◆ Provided material:

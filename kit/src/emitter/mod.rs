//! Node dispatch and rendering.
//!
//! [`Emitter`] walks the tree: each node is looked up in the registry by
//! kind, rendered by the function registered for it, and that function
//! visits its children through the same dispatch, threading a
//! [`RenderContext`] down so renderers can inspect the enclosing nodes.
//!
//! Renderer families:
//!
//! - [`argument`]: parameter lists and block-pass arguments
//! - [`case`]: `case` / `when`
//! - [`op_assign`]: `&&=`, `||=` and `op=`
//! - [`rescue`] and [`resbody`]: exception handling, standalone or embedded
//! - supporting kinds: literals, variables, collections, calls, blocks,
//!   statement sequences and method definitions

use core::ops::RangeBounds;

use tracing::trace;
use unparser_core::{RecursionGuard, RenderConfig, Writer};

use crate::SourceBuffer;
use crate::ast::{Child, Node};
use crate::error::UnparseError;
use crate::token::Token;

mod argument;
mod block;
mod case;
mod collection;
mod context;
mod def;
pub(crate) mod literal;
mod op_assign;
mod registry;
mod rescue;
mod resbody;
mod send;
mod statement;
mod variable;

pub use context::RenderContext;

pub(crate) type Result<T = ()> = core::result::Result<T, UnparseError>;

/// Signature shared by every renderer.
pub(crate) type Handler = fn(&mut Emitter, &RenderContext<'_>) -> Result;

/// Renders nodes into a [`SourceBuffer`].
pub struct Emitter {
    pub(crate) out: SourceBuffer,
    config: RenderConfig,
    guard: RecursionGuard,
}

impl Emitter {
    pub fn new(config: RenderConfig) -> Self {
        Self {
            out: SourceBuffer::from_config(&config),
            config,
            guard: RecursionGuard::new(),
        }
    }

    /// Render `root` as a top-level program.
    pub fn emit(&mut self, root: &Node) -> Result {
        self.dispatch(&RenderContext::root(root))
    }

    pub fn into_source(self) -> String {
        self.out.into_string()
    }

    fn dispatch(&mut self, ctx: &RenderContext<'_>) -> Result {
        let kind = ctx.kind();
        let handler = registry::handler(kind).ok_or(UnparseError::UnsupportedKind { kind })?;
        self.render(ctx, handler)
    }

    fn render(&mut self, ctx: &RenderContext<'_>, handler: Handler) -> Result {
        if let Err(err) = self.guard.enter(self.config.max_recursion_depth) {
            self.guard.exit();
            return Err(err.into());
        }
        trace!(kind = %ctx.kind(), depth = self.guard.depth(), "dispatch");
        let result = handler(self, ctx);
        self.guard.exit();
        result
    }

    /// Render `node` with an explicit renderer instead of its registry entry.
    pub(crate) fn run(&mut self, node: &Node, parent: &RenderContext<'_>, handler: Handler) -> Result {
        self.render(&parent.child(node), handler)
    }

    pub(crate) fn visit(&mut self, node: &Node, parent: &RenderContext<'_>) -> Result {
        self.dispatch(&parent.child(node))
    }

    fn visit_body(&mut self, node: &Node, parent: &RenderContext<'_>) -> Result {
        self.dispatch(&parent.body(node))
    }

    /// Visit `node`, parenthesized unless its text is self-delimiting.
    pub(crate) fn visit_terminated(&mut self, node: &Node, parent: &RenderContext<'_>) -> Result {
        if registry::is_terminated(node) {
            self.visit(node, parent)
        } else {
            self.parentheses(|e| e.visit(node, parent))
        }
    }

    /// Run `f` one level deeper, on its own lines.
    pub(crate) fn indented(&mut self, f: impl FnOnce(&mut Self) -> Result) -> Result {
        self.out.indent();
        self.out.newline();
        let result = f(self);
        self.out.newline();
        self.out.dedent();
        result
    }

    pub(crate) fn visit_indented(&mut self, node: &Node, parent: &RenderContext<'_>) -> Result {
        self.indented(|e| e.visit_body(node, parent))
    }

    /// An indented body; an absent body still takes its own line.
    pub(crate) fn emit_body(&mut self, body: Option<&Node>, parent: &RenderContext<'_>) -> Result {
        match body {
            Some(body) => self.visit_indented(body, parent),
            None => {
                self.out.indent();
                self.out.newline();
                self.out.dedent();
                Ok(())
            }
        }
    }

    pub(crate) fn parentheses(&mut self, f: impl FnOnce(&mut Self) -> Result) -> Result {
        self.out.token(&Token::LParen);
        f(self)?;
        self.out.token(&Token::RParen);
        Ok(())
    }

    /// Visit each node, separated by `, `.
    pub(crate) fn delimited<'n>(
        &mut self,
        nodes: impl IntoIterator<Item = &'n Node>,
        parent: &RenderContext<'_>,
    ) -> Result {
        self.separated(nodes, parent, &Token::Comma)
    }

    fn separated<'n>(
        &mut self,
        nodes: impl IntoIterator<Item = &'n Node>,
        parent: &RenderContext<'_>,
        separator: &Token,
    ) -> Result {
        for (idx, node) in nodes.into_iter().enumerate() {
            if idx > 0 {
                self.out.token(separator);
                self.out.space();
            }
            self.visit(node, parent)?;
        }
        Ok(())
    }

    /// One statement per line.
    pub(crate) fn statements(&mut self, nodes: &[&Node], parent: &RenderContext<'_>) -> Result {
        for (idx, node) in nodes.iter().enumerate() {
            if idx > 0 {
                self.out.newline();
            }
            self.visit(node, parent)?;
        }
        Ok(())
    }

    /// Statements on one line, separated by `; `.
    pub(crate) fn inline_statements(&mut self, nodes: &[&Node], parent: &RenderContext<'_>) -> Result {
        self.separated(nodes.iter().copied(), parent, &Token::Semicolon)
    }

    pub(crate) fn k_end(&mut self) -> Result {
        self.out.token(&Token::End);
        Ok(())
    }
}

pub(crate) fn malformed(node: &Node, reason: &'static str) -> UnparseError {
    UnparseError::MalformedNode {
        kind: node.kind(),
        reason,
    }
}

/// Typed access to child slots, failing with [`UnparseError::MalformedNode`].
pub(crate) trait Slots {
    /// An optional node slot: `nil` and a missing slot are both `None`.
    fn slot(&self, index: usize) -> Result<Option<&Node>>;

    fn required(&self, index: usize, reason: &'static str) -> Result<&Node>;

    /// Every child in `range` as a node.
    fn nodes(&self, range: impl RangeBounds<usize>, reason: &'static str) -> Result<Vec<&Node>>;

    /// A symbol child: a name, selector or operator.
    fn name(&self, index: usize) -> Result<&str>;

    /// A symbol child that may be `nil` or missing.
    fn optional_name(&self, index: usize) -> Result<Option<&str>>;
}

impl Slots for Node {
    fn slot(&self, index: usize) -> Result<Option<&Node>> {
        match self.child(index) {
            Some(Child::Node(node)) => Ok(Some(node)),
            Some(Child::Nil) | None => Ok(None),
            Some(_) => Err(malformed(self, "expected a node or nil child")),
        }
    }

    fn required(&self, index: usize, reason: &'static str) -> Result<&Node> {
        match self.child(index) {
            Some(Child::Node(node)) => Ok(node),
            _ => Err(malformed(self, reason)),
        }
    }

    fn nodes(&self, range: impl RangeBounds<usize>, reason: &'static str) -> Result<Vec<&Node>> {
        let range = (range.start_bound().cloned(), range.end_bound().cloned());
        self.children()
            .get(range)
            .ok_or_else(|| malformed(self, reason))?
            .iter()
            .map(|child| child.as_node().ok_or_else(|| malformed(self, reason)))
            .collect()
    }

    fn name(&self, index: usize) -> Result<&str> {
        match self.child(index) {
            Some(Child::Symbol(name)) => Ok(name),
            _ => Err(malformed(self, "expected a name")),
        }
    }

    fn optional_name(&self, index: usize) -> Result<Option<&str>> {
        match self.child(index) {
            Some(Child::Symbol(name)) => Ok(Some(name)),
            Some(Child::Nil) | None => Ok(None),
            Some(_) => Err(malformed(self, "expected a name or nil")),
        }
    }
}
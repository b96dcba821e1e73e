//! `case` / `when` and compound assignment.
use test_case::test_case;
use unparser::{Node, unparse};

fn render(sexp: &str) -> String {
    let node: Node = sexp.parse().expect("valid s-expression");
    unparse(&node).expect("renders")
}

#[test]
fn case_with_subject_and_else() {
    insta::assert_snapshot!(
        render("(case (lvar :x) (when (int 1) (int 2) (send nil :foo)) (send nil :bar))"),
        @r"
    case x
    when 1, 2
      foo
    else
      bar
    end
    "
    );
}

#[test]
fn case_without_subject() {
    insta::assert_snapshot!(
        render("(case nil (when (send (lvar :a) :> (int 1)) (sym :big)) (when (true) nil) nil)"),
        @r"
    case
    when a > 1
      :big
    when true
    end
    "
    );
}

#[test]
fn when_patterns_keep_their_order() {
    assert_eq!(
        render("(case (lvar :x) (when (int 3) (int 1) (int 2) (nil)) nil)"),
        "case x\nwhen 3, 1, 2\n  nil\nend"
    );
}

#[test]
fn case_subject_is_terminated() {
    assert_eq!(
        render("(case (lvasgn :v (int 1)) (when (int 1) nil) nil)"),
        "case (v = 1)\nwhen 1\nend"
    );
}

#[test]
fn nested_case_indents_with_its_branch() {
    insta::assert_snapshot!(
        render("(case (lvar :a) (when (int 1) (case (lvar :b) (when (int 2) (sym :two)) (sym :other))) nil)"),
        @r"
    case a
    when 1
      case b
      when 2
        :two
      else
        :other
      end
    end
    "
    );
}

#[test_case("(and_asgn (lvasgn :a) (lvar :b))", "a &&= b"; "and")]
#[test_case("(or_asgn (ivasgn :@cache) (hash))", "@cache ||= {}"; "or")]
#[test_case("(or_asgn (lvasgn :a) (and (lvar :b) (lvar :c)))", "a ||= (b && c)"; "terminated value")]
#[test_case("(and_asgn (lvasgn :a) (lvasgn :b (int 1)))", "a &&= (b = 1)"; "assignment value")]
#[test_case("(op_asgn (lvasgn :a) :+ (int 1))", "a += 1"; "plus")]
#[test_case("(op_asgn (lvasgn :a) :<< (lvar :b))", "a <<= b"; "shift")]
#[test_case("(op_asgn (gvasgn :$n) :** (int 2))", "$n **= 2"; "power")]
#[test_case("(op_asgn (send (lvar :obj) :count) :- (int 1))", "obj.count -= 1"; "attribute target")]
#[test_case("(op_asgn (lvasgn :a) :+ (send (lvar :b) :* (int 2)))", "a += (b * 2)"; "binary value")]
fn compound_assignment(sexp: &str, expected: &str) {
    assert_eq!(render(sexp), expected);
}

◆ What the task asks:
Taking the listing above as the source, transcribe only the lines starting at the line with "return Err(err.into());" and going through the line with "its own lines.", unaltered and with both ends included.

◆ Answer area:
            return Err(err.into());
        }
        trace!(kind = %ctx.kind(), depth = self.guard.depth(), "dispatch");
        let result = handler(self, ctx);
        self.guard.exit();
        result
    }

    /// Render `node` with an explicit renderer instead of its registry entry.
    pub(crate) fn run(&mut self, node: &Node, parent: &RenderContext<'_>, handler: Handler) -> Result {
        self.render(&parent.child(node), handler)
    }

    pub(crate) fn visit(&mut self, node: &Node, parent: &RenderContext<'_>) -> Result {
        self.dispatch(&parent.child(node))
    }

    fn visit_body(&mut self, node: &Node, parent: &RenderContext<'_>) -> Result {
        self.dispatch(&parent.body(node))
    }

    /// Visit `node`, parenthesized unless its text is self-delimiting.
    pub(crate) fn visit_terminated(&mut self, node: &Node, parent: &RenderContext<'_>) -> Result {
        if registry::is_terminated(node) {
            self.visit(node, parent)
        } else {
            self.parentheses(|e| e.visit(node, parent))
        }
    }

    /// Run `f` one level deeper, on its own lines.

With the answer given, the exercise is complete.